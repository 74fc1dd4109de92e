// src/io/cif.rs

use crate::error::{Result, SimError};
use crate::model::{Atom, Structure, UnitCell};
use crate::utils::linalg;
use std::fs::File;
use std::io::{BufRead, BufReader};
use std::path::Path;

/// Parse a CIF file into a Structure with Cartesian atom positions.
///
/// Reads the six cell parameters, the symmetry-operation loop and the
/// atom-site loop, expands the asymmetric unit through the listed
/// operations, and converts fractional to Cartesian coordinates.
pub fn parse(path: &Path) -> Result<Structure> {
    let display = path.display().to_string();
    let file = File::open(path).map_err(|e| SimError::StructureRead {
        path: display.clone(),
        source: e,
    })?;
    let reader = BufReader::new(file);

    let mut a = 0.0;
    let mut b = 0.0;
    let mut c = 0.0;
    let mut alpha = 90.0;
    let mut beta = 90.0;
    let mut gamma = 90.0;

    let mut symmetry_ops: Vec<String> = Vec::new();
    let mut base_atoms: Vec<(String, [f64; 3])> = Vec::new();
    let mut tables_number: Option<i32> = None;

    let mut in_loop = false;
    let mut loop_headers: Vec<String> = Vec::new();

    for line_res in reader.lines() {
        let line = line_res.map_err(|e| SimError::StructureRead {
            path: display.clone(),
            source: e,
        })?;
        let trimmed = line.trim();
        if trimmed.is_empty() || trimmed.starts_with('#') {
            continue;
        }

        // 1. Cell parameters and header tags
        if trimmed.starts_with("_cell_length_a") {
            a = tag_value(trimmed);
        } else if trimmed.starts_with("_cell_length_b") {
            b = tag_value(trimmed);
        } else if trimmed.starts_with("_cell_length_c") {
            c = tag_value(trimmed);
        } else if trimmed.starts_with("_cell_angle_alpha") {
            alpha = tag_value(trimmed);
        } else if trimmed.starts_with("_cell_angle_beta") {
            beta = tag_value(trimmed);
        } else if trimmed.starts_with("_cell_angle_gamma") {
            gamma = tag_value(trimmed);
        } else if trimmed.starts_with("_symmetry_Int_Tables_number") {
            tables_number = Some(tag_value(trimmed) as i32);
        }

        // 2. Loop handling
        if trimmed.starts_with("loop_") {
            in_loop = true;
            loop_headers.clear();
            continue;
        }
        if in_loop && trimmed.starts_with('_') {
            loop_headers.push(trimmed.to_string());
            continue;
        }
        if in_loop {
            if trimmed.starts_with("data_") || trimmed.starts_with("loop_") {
                in_loop = false;
                continue;
            }

            let is_atom_loop = loop_headers
                .iter()
                .any(|h| h.contains("_atom_site_fract_x"));
            let is_sym_loop = loop_headers
                .iter()
                .any(|h| h.contains("_symmetry_equiv_pos_as_xyz"));

            if is_sym_loop {
                if let Some(op) = extract_symmetry_op(trimmed) {
                    symmetry_ops.push(op);
                }
            } else if is_atom_loop {
                if let Some(atom) = parse_atom_row(trimmed, &loop_headers) {
                    base_atoms.push(atom);
                }
            }
        }
    }

    if a <= 0.0 || b <= 0.0 || c <= 0.0 {
        return Err(SimError::StructureParse {
            path: display,
            reason: "missing or non-positive cell lengths".to_string(),
        });
    }
    if base_atoms.is_empty() {
        return Err(SimError::StructureParse {
            path: display,
            reason: "no atom sites found".to_string(),
        });
    }
    if symmetry_ops.is_empty() {
        symmetry_ops.push("x,y,z".to_string());
    }
    if let Some(n) = tables_number {
        log::debug!("CIF declares space group #{}", n);
    }

    // 3. Expand the asymmetric unit
    let epsilon = 0.001;
    let mut frac_atoms: Vec<(String, [f64; 3])> = Vec::new();

    for (element, pos) in &base_atoms {
        for op in &symmetry_ops {
            let new_pos = apply_symmetry(*pos, op);
            let wrapped = [
                new_pos[0].rem_euclid(1.0),
                new_pos[1].rem_euclid(1.0),
                new_pos[2].rem_euclid(1.0),
            ];

            // Duplicate check, direct and wrap-around distance
            let is_duplicate = frac_atoms.iter().any(|(_, existing)| {
                (0..3).all(|i| {
                    let d = (existing[i] - wrapped[i]).abs();
                    d < epsilon || (1.0 - d) < epsilon
                })
            });

            if !is_duplicate {
                frac_atoms.push((element.clone(), wrapped));
            }
        }
    }

    // 4. Lattice construction and Cartesian conversion
    let cell = UnitCell {
        a,
        b,
        c,
        alpha,
        beta,
        gamma,
    };
    let lattice = linalg::lattice_from_parameters(&cell);

    let atoms: Vec<Atom> = frac_atoms
        .into_iter()
        .map(|(element, frac)| Atom {
            element,
            position: linalg::frac_to_cart(frac, lattice),
        })
        .collect();

    let mut structure = Structure {
        lattice,
        atoms,
        formula: String::new(),
    };
    structure.formula = structure.formula_from_atoms();

    Ok(structure)
}

/// Pull the symmetry string out of a loop row, tolerating optional leading
/// indices and quotes ("1 'x, y, z'" and plain "x,y,z" both work).
fn extract_symmetry_op(row: &str) -> Option<String> {
    let full = row.replace('\'', "").replace('"', "");

    if let Some(op_start) = full.find(|ch: char| ch.is_alphabetic() && "xyz".contains(ch)) {
        if let Some(idx) = full[..op_start].rfind(|ch: char| ch.is_numeric()) {
            return Some(full[idx + 1..].trim().to_string());
        }
        return Some(full.trim().to_string());
    }
    if full.contains(',') {
        let op = full.trim_start_matches(|ch: char| ch.is_numeric() || ch.is_whitespace());
        return Some(op.to_string());
    }
    None
}

fn parse_atom_row(row: &str, headers: &[String]) -> Option<(String, [f64; 3])> {
    let parts: Vec<&str> = row.split_whitespace().collect();
    if parts.len() < 4 {
        return None;
    }

    let mut label = "X".to_string();
    let mut frac = [0.0; 3];

    for (i, header) in headers.iter().enumerate() {
        if i >= parts.len() {
            break;
        }
        let val = parts[i];
        if header.contains("_atom_site_label") || header.contains("_atom_site_type_symbol") {
            label = val.chars().filter(|ch| ch.is_alphabetic()).collect();
        } else if header.contains("_atom_site_fract_x") {
            frac[0] = numeric_value(val);
        } else if header.contains("_atom_site_fract_y") {
            frac[1] = numeric_value(val);
        } else if header.contains("_atom_site_fract_z") {
            frac[2] = numeric_value(val);
        }
    }

    Some((label, frac))
}

fn apply_symmetry(p: [f64; 3], op: &str) -> [f64; 3] {
    let parts: Vec<&str> = op.split(',').collect();
    if parts.len() != 3 {
        return p;
    }
    [
        evaluate_expr(parts[0], p),
        evaluate_expr(parts[1], p),
        evaluate_expr(parts[2], p),
    ]
}

// Tokenizer over +/- separated terms; each term is ±x/±y/±z or a fraction
fn evaluate_expr(expr: &str, p: [f64; 3]) -> f64 {
    let s = expr.replace(' ', "").to_lowercase();
    let mut val = 0.0;
    let mut term = String::new();

    for ch in s.chars() {
        if (ch == '+' || ch == '-') && !term.is_empty() {
            val += evaluate_term(&term, p);
            term.clear();
        }
        term.push(ch);
    }
    if !term.is_empty() {
        val += evaluate_term(&term, p);
    }

    val
}

fn evaluate_term(term: &str, p: [f64; 3]) -> f64 {
    let mut t = term.to_string();

    let mut sign = 1.0;
    if t.starts_with('-') {
        sign = -1.0;
        t.remove(0);
    } else if t.starts_with('+') {
        t.remove(0);
    }

    if t.contains('x') {
        return sign * p[0];
    } else if t.contains('y') {
        return sign * p[1];
    } else if t.contains('z') {
        return sign * p[2];
    }

    if let Some(idx) = t.find('/') {
        let num: f64 = t[..idx].parse().unwrap_or(0.0);
        let den: f64 = t[idx + 1..].parse().unwrap_or(1.0);
        sign * (num / den)
    } else {
        sign * t.parse::<f64>().unwrap_or(0.0)
    }
}

/// Value after a CIF tag name.
fn tag_value(line: &str) -> f64 {
    match line.find(char::is_whitespace) {
        Some(idx) => numeric_value(line[idx..].trim()),
        None => 0.0,
    }
}

/// CIF numbers may carry a trailing uncertainty like "4.1500(3)".
fn numeric_value(s: &str) -> f64 {
    let clean: String = s.chars().take_while(|ch| *ch != '(').collect();
    clean.parse().unwrap_or(0.0)
}

#[cfg(test)]
mod tests {
    use super::*;
    use std::io::Write;

    const CSCL_CIF: &str = "\
data_CsCl
_symmetry_space_group_name_H-M 'P m -3 m'
_symmetry_Int_Tables_number 221
_cell_length_a    4.1200(5)
_cell_length_b    4.1200
_cell_length_c    4.1200
_cell_angle_alpha 90.0
_cell_angle_beta  90.0
_cell_angle_gamma 90.0
loop_
 _symmetry_equiv_pos_as_xyz
 'x, y, z'
loop_
 _atom_site_label
 _atom_site_fract_x
 _atom_site_fract_y
 _atom_site_fract_z
 Cs1 0.0 0.0 0.0
 Cl1 0.5 0.5 0.5
";

    fn write_temp(name: &str, contents: &str) -> std::path::PathBuf {
        let path = std::env::temp_dir().join(name);
        let mut file = File::create(&path).unwrap();
        file.write_all(contents.as_bytes()).unwrap();
        path
    }

    #[test]
    fn parses_cell_atoms_and_uncertainty_suffix() {
        let path = write_temp("ringsim_cscl_test.cif", CSCL_CIF);
        let structure = parse(&path).unwrap();

        assert_eq!(structure.atoms.len(), 2);
        let (a, b, c, alpha, _, _) = structure.cell_parameters();
        assert!((a - 4.12).abs() < 1e-9);
        assert!((b - 4.12).abs() < 1e-9);
        assert!((c - 4.12).abs() < 1e-9);
        assert!((alpha - 90.0).abs() < 1e-9);

        // Second atom at the body center, in Cartesian Å
        let cl = &structure.atoms[1];
        assert_eq!(cl.element, "Cl");
        for coord in cl.position {
            assert!((coord - 2.06).abs() < 1e-9);
        }
        assert_eq!(structure.formula, "Cs1 Cl1");
    }

    #[test]
    fn symmetry_ops_expand_the_asymmetric_unit() {
        let cif = "\
data_test
_cell_length_a    4.0
_cell_length_b    4.0
_cell_length_c    4.0
_cell_angle_alpha 90.0
_cell_angle_beta  90.0
_cell_angle_gamma 90.0
loop_
 _symmetry_equiv_pos_as_xyz
 'x, y, z'
 '-x, -y, z+1/2'
loop_
 _atom_site_label
 _atom_site_fract_x
 _atom_site_fract_y
 _atom_site_fract_z
 C1 0.25 0.25 0.0
";
        let path = write_temp("ringsim_symm_test.cif", cif);
        let structure = parse(&path).unwrap();

        // One site, two operations, no overlap
        assert_eq!(structure.atoms.len(), 2);
        let second = &structure.atoms[1];
        assert!((second.position[0] - 3.0).abs() < 1e-9); // -0.25 wraps to 0.75
        assert!((second.position[1] - 3.0).abs() < 1e-9);
        assert!((second.position[2] - 2.0).abs() < 1e-9);
    }

    #[test]
    fn missing_atoms_is_a_parse_error() {
        let path = write_temp(
            "ringsim_empty_test.cif",
            "data_x\n_cell_length_a 4.0\n_cell_length_b 4.0\n_cell_length_c 4.0\n",
        );
        assert!(matches!(
            parse(&path),
            Err(SimError::StructureParse { .. })
        ));
    }

    #[test]
    fn unreadable_file_is_a_read_error() {
        let path = std::path::Path::new("/nonexistent/ringsim.cif");
        assert!(matches!(parse(path), Err(SimError::StructureRead { .. })));
    }
}
// src/model/elements.rs

/// Approximate atomic scattering factor for an element symbol.
///
/// Uses the atomic number Z, which is adequate for the relative ring
/// intensities this simulation reports (the angular falloff cancels to
/// first order once intensities are rescaled to the strongest peak).
pub fn scattering_factor(element: &str) -> f64 {
    match element {
        // --- Period 1 ---
        "H" => 1.0,
        "He" => 2.0,
        // --- Period 2 ---
        "Li" => 3.0, "Be" => 4.0, "B" => 5.0, "C" => 6.0, "N" => 7.0,
        "O" => 8.0, "F" => 9.0, "Ne" => 10.0,
        // --- Period 3 ---
        "Na" => 11.0, "Mg" => 12.0, "Al" => 13.0, "Si" => 14.0, "P" => 15.0,
        "S" => 16.0, "Cl" => 17.0, "Ar" => 18.0,
        // --- Period 4 ---
        "K" => 19.0, "Ca" => 20.0, "Sc" => 21.0, "Ti" => 22.0, "V" => 23.0,
        "Cr" => 24.0, "Mn" => 25.0, "Fe" => 26.0, "Co" => 27.0, "Ni" => 28.0,
        "Cu" => 29.0, "Zn" => 30.0, "Ga" => 31.0, "Ge" => 32.0, "As" => 33.0,
        "Se" => 34.0, "Br" => 35.0, "Kr" => 36.0,
        // --- Period 5 (selected) ---
        "Rb" => 37.0, "Sr" => 38.0, "Y" => 39.0, "Zr" => 40.0, "Nb" => 41.0,
        "Mo" => 42.0, "Ag" => 47.0, "Cd" => 48.0, "In" => 49.0, "Sn" => 50.0,
        "Sb" => 51.0, "Te" => 52.0, "I" => 53.0, "Xe" => 54.0,
        // --- Period 6 (selected) ---
        "Cs" => 55.0, "Ba" => 56.0, "La" => 57.0, "W" => 74.0, "Pt" => 78.0,
        "Au" => 79.0, "Pb" => 82.0, "Bi" => 83.0,
        // Carbon-like fallback for anything unlisted
        _ => 6.0,
    }
}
:::::
- **GOAL OF THE EXERCISE**
Given the records above, return exactly the lines starting at the line containing "file.write_all(contents.as_bytes()).unwrap();" and ending at the line containing "assert!((c - 4.12).abs() < 1e-9);", including both.

- **EXERCISE RESPONSE**
        file.write_all(contents.as_bytes()).unwrap();
        path
    }

    #[test]
    fn parses_cell_atoms_and_uncertainty_suffix() {
        let path = write_temp("ringsim_cscl_test.cif", CSCL_CIF);
        let structure = parse(&path).unwrap();

        assert_eq!(structure.atoms.len(), 2);
        let (a, b, c, alpha, _, _) = structure.cell_parameters();
        assert!((a - 4.12).abs() < 1e-9);
        assert!((b - 4.12).abs() < 1e-9);
        assert!((c - 4.12).abs() < 1e-9);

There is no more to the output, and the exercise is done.